Durante 2026, 2027 y 2028, en Estados Unidos y en nuestro país se llevarán a cabo elecciones democráticas. En el caso de México, en 2027, 17 gubernaturas, 2 mil presidencias municipales, 31 congresos locales y 16 alcaldías de la CDMX. Resumiendo, 1,700 escaños en todo el país. En EUA, siendo un país democrático, la modalidad electoral en número y territorio es diferente; se elegirán 435 miembros de la Cámara de Representantes y 100 senadores y diputados locales, alcaldías y gobernadores; en suma, 3 mil 400 cargos.
Seguramente por la mente de algunos habrá pasado con preocupación el caso de Daniel Ortega en Nicaragua, pero no, ni en EUA ni en México ocurrirá así ni en ningún otro país de Latinoamérica.
Lo que es un hecho es que el modo de legislar en nuestro país nunca será el indicado para hacer justicia con resultados de las decisiones de los ciudadanos en una democracia tan compleja como la nuestra que, entre la directa, la representativa y la participativa, han definido en sus regiones sus modos y sus objetivos.
A los niños se les ha enseñado una democracia, pero estamos ciertos que el anhelo es continuar la búsqueda de una democracia parlamentaria en la que el gobierno dependa del Parlamento.
Hemos visto recientemente cómo el Poder Judicial fue renovado con una elección espuria que habrá que repetir.
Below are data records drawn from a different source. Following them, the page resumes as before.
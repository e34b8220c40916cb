//! # nimbus-store: block storage providers
//!
//! A provider maps integer block ids to fixed-size byte blobs. The
//! block-map layer in `nimbus-block` drives providers through the
//! [`BlockProvider`] trait and never assumes anything about the
//! backing medium beyond the two-call contract.
//!
//! Implementations:
//!
//! - [`LocalProvider`] — one file per block in a local directory
//! - [`DropboxProvider`] — one Dropbox file per block, HTTP content API
//! - [`MemoryProvider`] — in-process map, for tests and benchmarks
//!
//! A block that was never written reads back as all zeros; providers
//! translate their own "object absent" signal into a zero-filled
//! block rather than an error.

#![warn(missing_docs)]

pub mod dropbox;
pub mod error;
pub mod local;
pub mod memory;
pub mod provider;

pub use dropbox::DropboxProvider;
pub use error::{Error, Result};
pub use local::LocalProvider;
pub use memory::MemoryProvider;
pub use provider::{BlockProvider, block_object_name, zero_block};
//! Block map and server configuration

use std::net::SocketAddr;
use std::time::Duration;

use serde::{Deserialize, Serialize};

use crate::error::{BlockError, BlockResult};

/// Default block size: 4 MiB
pub const DEFAULT_BLOCK_SIZE: u64 = 4 * 1024 * 1024;

/// Default cache budget: 128 MiB
pub const DEFAULT_CACHE_BYTES: u64 = 128 * 1024 * 1024;

/// Block map configuration
#[derive(Debug, Clone, Serialize, Deserialize)]
pub struct BlockMapConfig {
    /// Bytes per block
    pub block_size: u64,
    /// Number of blocks in the device
    pub block_count: u64,
    /// Dirty-block threshold that triggers a synchronous flush
    pub max_write_queue: usize,
    /// Bound on read-path provider fan-out
    pub concurrent_reads: usize,
    /// Bound on write-path and flush provider fan-out
    pub concurrent_writes: usize,
    /// Background flush period
    pub sync_interval: Duration,
}

impl Default for BlockMapConfig {
    fn default() -> Self {
        Self {
            block_size: DEFAULT_BLOCK_SIZE,
            block_count: 0,
            max_write_queue: 16,
            concurrent_reads: 4,
            concurrent_writes: 4,
            sync_interval: Duration::from_secs(5),
        }
    }
}

impl BlockMapConfig {
    /// Configuration for a device of `size` bytes with the given block size
    pub fn new(size: u64, block_size: u64) -> Self {
        Self {
            block_size,
            block_count: if block_size == 0 { 0 } else { size / block_size },
            ..Default::default()
        }
    }

    /// Set the flush threshold
    pub fn max_write_queue(mut self, blocks: usize) -> Self {
        self.max_write_queue = blocks;
        self
    }

    /// Set the read fan-out bound
    pub fn concurrent_reads(mut self, tasks: usize) -> Self {
        self.concurrent_reads = tasks;
        self
    }

    /// Set the write fan-out bound
    pub fn concurrent_writes(mut self, tasks: usize) -> Self {
        self.concurrent_writes = tasks;
        self
    }

    /// Set the background flush period
    pub fn sync_interval(mut self, interval: Duration) -> Self {
        self.sync_interval = interval;
        self
    }

    /// Device size in bytes
    pub fn device_size(&self) -> BlockResult<u64> {
        self.block_size
            .checked_mul(self.block_count)
            .ok_or_else(|| {
                BlockError::Geometry(format!(
                    "{} x {} blocks overflows",
                    self.block_size, self.block_count
                ))
            })
    }

    /// Reject geometries the block map cannot serve
    pub fn validate(&self) -> BlockResult<()> {
        if self.block_size == 0 {
            return Err(BlockError::Geometry("block size must be non-zero".into()));
        }
        if self.block_count == 0 {
            return Err(BlockError::Geometry("device has no blocks".into()));
        }
        if self.concurrent_reads == 0 || self.concurrent_writes == 0 {
            return Err(BlockError::Geometry("fan-out bounds must be non-zero".into()));
        }
        self.device_size().map(|_| ())
    }
}

/// NBD server configuration
#[derive(Debug, Clone, Serialize, Deserialize)]
pub struct NbdServerConfig {
    /// TCP bind address
    pub bind_addr: SocketAddr,
    /// Export name announced to clients
    pub export: String,
}

impl Default for NbdServerConfig {
    fn default() -> Self {
        Self {
            bind_addr: "127.0.0.1:10809".parse().unwrap(),
            export: "nimbus".to_string(),
        }
    }
}

impl NbdServerConfig {
    /// Set the bind address
    pub fn bind(mut self, addr: SocketAddr) -> Self {
        self.bind_addr = addr;
        self
    }

    /// Set the export name
    pub fn export(mut self, name: impl Into<String>) -> Self {
        self.export = name.into();
        self
    }
}

#[cfg(test)]
mod tests {
    use super::*;

    #[test]
    fn size_is_split_into_blocks() {
        let config = BlockMapConfig::new(64, 16);
        assert_eq!(config.block_count, 4);
        assert_eq!(config.device_size().unwrap(), 64);
        config.validate().unwrap();
    }

    #[test]
    fn builders_override_defaults() {
        let config = BlockMapConfig::new(1024, 256)
            .max_write_queue(2)
            .concurrent_reads(8)
            .sync_interval(Duration::from_secs(1));

        assert_eq!(config.max_write_queue, 2);
        assert_eq!(config.concurrent_reads, 8);
        assert_eq!(config.concurrent_writes, 4);
        assert_eq!(config.sync_interval, Duration::from_secs(1));
    }

    #[test]
    fn degenerate_geometries_are_rejected() {
        assert!(BlockMapConfig::new(0, 16).validate().is_err());
        assert!(BlockMapConfig::new(64, 0).validate().is_err());

        let overflowing = BlockMapConfig {
            block_size: u64::MAX,
            block_count: 2,
            ..Default::default()
        };
        assert!(overflowing.device_size().is_err());
    }

    #[test]
    fn server_config_builders() {
        let config = NbdServerConfig::default()
            .bind("0.0.0.0:12000".parse().unwrap())
            .export("disk0");
        assert_eq!(config.bind_addr.port(), 12000);
        assert_eq!(config.export, "disk0");
    }
}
Si queremos que en otros países se crea que se imparte justicia y eso dé certeza a quienes están negociando el T-MEC, necesitamos una democracia viable, creíble, transparente, sin mentiras. Así como está, es compleja y tan torcida, esto no será posible y en el país lo sufriremos más pronto de lo que imaginamos; de hecho, ya está pasando. Requerimos de una democracia representativa y participativa de todos los posibles electores.
Suponemos que así lo harán en los Estados Unidos.